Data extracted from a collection
★ ★ ★ ★
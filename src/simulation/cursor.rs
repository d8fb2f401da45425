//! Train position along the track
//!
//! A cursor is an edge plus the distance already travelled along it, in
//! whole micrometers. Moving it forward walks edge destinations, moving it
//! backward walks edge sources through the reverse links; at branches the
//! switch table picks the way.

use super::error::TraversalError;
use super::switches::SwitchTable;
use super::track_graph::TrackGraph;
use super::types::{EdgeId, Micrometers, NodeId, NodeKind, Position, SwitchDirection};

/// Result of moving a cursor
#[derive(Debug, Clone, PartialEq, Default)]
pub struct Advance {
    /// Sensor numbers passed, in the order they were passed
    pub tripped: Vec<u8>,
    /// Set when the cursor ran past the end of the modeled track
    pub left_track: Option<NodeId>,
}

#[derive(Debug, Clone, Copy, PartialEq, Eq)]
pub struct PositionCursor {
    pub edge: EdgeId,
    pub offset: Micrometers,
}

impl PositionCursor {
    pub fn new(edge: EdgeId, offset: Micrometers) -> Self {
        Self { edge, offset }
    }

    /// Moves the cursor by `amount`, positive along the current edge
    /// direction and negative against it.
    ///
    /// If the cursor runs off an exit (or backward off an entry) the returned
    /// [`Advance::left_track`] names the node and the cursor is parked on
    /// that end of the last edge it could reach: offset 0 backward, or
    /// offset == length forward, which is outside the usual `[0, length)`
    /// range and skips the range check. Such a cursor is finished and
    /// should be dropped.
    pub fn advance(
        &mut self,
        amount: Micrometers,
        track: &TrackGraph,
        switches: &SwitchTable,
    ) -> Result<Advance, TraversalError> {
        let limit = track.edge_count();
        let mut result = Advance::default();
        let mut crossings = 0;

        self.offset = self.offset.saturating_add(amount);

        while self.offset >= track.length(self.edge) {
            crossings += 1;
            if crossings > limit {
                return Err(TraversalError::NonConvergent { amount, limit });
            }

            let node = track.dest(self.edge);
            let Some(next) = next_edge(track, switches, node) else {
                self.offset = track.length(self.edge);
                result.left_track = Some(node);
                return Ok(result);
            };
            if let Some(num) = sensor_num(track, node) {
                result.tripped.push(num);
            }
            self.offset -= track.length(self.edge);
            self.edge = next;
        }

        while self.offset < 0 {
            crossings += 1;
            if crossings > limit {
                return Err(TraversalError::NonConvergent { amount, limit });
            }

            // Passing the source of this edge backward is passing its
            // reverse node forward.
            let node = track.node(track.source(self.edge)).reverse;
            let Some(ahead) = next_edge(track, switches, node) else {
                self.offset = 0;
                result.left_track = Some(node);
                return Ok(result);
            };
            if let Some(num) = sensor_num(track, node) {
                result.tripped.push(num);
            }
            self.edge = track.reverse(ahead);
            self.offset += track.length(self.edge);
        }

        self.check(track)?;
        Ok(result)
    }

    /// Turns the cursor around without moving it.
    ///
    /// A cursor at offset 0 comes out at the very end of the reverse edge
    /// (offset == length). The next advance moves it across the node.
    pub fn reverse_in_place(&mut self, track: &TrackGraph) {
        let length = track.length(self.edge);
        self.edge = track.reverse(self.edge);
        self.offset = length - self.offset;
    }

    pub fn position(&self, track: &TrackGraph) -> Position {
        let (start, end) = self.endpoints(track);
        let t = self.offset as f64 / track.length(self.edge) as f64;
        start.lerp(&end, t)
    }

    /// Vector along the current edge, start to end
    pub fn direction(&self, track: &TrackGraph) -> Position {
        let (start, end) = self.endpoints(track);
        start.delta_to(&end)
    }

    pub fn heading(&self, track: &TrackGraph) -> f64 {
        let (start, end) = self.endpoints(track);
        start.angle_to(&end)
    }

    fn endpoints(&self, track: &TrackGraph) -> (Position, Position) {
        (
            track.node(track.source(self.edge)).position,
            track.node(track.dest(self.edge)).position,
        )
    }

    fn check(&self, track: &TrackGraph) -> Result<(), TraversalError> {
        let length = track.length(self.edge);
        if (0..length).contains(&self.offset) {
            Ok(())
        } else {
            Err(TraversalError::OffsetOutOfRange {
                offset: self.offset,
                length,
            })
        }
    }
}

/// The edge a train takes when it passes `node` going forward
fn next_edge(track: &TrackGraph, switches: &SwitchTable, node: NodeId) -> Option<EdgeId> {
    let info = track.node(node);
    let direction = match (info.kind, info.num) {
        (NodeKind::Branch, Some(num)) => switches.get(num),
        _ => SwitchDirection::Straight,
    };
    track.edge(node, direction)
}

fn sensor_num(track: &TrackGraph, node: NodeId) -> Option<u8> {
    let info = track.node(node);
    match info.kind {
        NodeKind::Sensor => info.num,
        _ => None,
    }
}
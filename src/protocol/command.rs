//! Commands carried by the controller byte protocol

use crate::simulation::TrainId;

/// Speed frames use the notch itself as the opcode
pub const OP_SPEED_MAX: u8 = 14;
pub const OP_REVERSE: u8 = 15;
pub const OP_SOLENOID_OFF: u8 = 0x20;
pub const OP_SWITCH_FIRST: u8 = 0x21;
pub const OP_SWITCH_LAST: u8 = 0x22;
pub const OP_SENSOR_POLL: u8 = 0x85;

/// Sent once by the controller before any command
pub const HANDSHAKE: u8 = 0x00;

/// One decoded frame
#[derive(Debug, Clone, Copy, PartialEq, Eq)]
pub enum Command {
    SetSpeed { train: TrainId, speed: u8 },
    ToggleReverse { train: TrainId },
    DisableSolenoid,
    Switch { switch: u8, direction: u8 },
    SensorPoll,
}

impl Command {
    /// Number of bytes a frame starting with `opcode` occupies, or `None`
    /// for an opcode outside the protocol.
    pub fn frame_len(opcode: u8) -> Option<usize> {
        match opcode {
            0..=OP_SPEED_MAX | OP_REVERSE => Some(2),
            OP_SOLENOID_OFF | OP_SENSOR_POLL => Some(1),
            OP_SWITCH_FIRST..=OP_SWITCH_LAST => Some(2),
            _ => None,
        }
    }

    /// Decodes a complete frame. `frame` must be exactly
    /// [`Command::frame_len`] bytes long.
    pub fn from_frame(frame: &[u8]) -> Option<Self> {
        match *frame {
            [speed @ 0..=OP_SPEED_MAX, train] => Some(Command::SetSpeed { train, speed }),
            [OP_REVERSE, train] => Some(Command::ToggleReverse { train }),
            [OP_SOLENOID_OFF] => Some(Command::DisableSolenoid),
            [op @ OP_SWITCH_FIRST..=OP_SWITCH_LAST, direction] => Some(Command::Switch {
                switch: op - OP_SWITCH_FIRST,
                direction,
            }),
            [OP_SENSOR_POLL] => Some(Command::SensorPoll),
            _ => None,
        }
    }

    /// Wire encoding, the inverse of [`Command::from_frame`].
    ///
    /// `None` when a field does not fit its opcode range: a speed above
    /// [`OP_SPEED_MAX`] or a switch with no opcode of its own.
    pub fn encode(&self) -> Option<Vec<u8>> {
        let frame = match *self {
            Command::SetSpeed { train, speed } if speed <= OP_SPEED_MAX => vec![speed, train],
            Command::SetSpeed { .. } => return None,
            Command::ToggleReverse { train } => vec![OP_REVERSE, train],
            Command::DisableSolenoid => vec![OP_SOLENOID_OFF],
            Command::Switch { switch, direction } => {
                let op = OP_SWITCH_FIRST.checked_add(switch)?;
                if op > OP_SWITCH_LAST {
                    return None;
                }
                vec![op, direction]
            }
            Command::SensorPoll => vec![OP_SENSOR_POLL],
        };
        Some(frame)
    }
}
★ ★ ★ ★
[PROBLEM STATEMENT]: Nothing in the data may differ; print all of it exactly as written.

[YOUR RESPONSE]:
filename src/simulation/cursor.rs
repository d8fb2f401da45425
//! Train position along the track
//!
//! A cursor is an edge plus the distance already travelled along it, in
//! whole micrometers. Moving it forward walks edge destinations, moving it
//! backward walks edge sources through the reverse links; at branches the
//! switch table picks the way.

use super::error::TraversalError;
use super::switches::SwitchTable;
use super::track_graph::TrackGraph;
use super::types::{EdgeId, Micrometers, NodeId, NodeKind, Position, SwitchDirection};

/// Result of moving a cursor
#[derive(Debug, Clone, PartialEq, Default)]
pub struct Advance {
    /// Sensor numbers passed, in the order they were passed
    pub tripped: Vec<u8>,
    /// Set when the cursor ran past the end of the modeled track
    pub left_track: Option<NodeId>,
}

#[derive(Debug, Clone, Copy, PartialEq, Eq)]
pub struct PositionCursor {
    pub edge: EdgeId,
    pub offset: Micrometers,
}

impl PositionCursor {
    pub fn new(edge: EdgeId, offset: Micrometers) -> Self {
        Self { edge, offset }
    }

    /// Moves the cursor by `amount`, positive along the current edge
    /// direction and negative against it.
    ///
    /// If the cursor runs off an exit (or backward off an entry) the returned
    /// [`Advance::left_track`] names the node and the cursor is parked on
    /// that end of the last edge it could reach: offset 0 backward, or
    /// offset == length forward, which is outside the usual `[0, length)`
    /// range and skips the range check. Such a cursor is finished and
    /// should be dropped.
    pub fn advance(
        &mut self,
        amount: Micrometers,
        track: &TrackGraph,
        switches: &SwitchTable,
    ) -> Result<Advance, TraversalError> {
        let limit = track.edge_count();
        let mut result = Advance::default();
        let mut crossings = 0;

        self.offset = self.offset.saturating_add(amount);

        while self.offset >= track.length(self.edge) {
            crossings += 1;
            if crossings > limit {
                return Err(TraversalError::NonConvergent { amount, limit });
            }

            let node = track.dest(self.edge);
            let Some(next) = next_edge(track, switches, node) else {
                self.offset = track.length(self.edge);
                result.left_track = Some(node);
                return Ok(result);
            };
            if let Some(num) = sensor_num(track, node) {
                result.tripped.push(num);
            }
            self.offset -= track.length(self.edge);
            self.edge = next;
        }

        while self.offset < 0 {
            crossings += 1;
            if crossings > limit {
                return Err(TraversalError::NonConvergent { amount, limit });
            }

            // Passing the source of this edge backward is passing its
            // reverse node forward.
            let node = track.node(track.source(self.edge)).reverse;
            let Some(ahead) = next_edge(track, switches, node) else {
                self.offset = 0;
                result.left_track = Some(node);
                return Ok(result);
            };
            if let Some(num) = sensor_num(track, node) {
                result.tripped.push(num);
            }
            self.edge = track.reverse(ahead);
            self.offset += track.length(self.edge);
        }

        self.check(track)?;
        Ok(result)
    }

    /// Turns the cursor around without moving it.
    ///
    /// A cursor at offset 0 comes out at the very end of the reverse edge
    /// (offset == length). The next advance moves it across the node.
    pub fn reverse_in_place(&mut self, track: &TrackGraph) {
        let length = track.length(self.edge);
        self.edge = track.reverse(self.edge);
        self.offset = length - self.offset;
    }

    pub fn position(&self, track: &TrackGraph) -> Position {
        let (start, end) = self.endpoints(track);
        let t = self.offset as f64 / track.length(self.edge) as f64;
        start.lerp(&end, t)
    }

    /// Vector along the current edge, start to end
    pub fn direction(&self, track: &TrackGraph) -> Position {
        let (start, end) = self.endpoints(track);
        start.delta_to(&end)
    }

    pub fn heading(&self, track: &TrackGraph) -> f64 {
        let (start, end) = self.endpoints(track);
        start.angle_to(&end)
    }

    fn endpoints(&self, track: &TrackGraph) -> (Position, Position) {
        (
            track.node(track.source(self.edge)).position,
            track.node(track.dest(self.edge)).position,
        )
    }

    fn check(&self, track: &TrackGraph) -> Result<(), TraversalError> {
        let length = track.length(self.edge);
        if (0..length).contains(&self.offset) {
            Ok(())
        } else {
            Err(TraversalError::OffsetOutOfRange {
                offset: self.offset,
                length,
            })
        }
    }
}

/// The edge a train takes when it passes `node` going forward
fn next_edge(track: &TrackGraph, switches: &SwitchTable, node: NodeId) -> Option<EdgeId> {
    let info = track.node(node);
    let direction = match (info.kind, info.num) {
        (NodeKind::Branch, Some(num)) => switches.get(num),
        _ => SwitchDirection::Straight,
    };
    track.edge(node, direction)
}

fn sensor_num(track: &TrackGraph, node: NodeId) -> Option<u8> {
    let info = track.node(node);
    match info.kind {
        NodeKind::Sensor => info.num,
        _ => None,
    }
}
filename src/protocol/command.rs
//! Commands carried by the controller byte protocol

use crate::simulation::TrainId;

/// Speed frames use the notch itself as the opcode
pub const OP_SPEED_MAX: u8 = 14;
pub const OP_REVERSE: u8 = 15;
pub const OP_SOLENOID_OFF: u8 = 0x20;
pub const OP_SWITCH_FIRST: u8 = 0x21;
pub const OP_SWITCH_LAST: u8 = 0x22;
pub const OP_SENSOR_POLL: u8 = 0x85;

/// Sent once by the controller before any command
pub const HANDSHAKE: u8 = 0x00;

/// One decoded frame
#[derive(Debug, Clone, Copy, PartialEq, Eq)]
pub enum Command {
    SetSpeed { train: TrainId, speed: u8 },
    ToggleReverse { train: TrainId },
    DisableSolenoid,
    Switch { switch: u8, direction: u8 },
    SensorPoll,
}

impl Command {
    /// Number of bytes a frame starting with `opcode` occupies, or `None`
    /// for an opcode outside the protocol.
    pub fn frame_len(opcode: u8) -> Option<usize> {
        match opcode {
            0..=OP_SPEED_MAX | OP_REVERSE => Some(2),
            OP_SOLENOID_OFF | OP_SENSOR_POLL => Some(1),
            OP_SWITCH_FIRST..=OP_SWITCH_LAST => Some(2),
            _ => None,
        }
    }

    /// Decodes a complete frame. `frame` must be exactly
    /// [`Command::frame_len`] bytes long.
    pub fn from_frame(frame: &[u8]) -> Option<Self> {
        match *frame {
            [speed @ 0..=OP_SPEED_MAX, train] => Some(Command::SetSpeed { train, speed }),
            [OP_REVERSE, train] => Some(Command::ToggleReverse { train }),
            [OP_SOLENOID_OFF] => Some(Command::DisableSolenoid),
            [op @ OP_SWITCH_FIRST..=OP_SWITCH_LAST, direction] => Some(Command::Switch {
                switch: op - OP_SWITCH_FIRST,
                direction,
            }),
            [OP_SENSOR_POLL] => Some(Command::SensorPoll),
            _ => None,
        }
    }

    /// Wire encoding, the inverse of [`Command::from_frame`].
    ///
    /// `None` when a field does not fit its opcode range: a speed above
    /// [`OP_SPEED_MAX`] or a switch with no opcode of its own.
    pub fn encode(&self) -> Option<Vec<u8>> {
        let frame = match *self {
            Command::SetSpeed { train, speed } if speed <= OP_SPEED_MAX => vec![speed, train],
            Command::SetSpeed { .. } => return None,
            Command::ToggleReverse { train } => vec![OP_REVERSE, train],
            Command::DisableSolenoid => vec![OP_SOLENOID_OFF],
            Command::Switch { switch, direction } => {
                let op = OP_SWITCH_FIRST.checked_add(switch)?;
                if op > OP_SWITCH_LAST {
                    return None;
                }
                vec![op, direction]
            }
            Command::SensorPoll => vec![OP_SENSOR_POLL],
        };
        Some(frame)
    }
}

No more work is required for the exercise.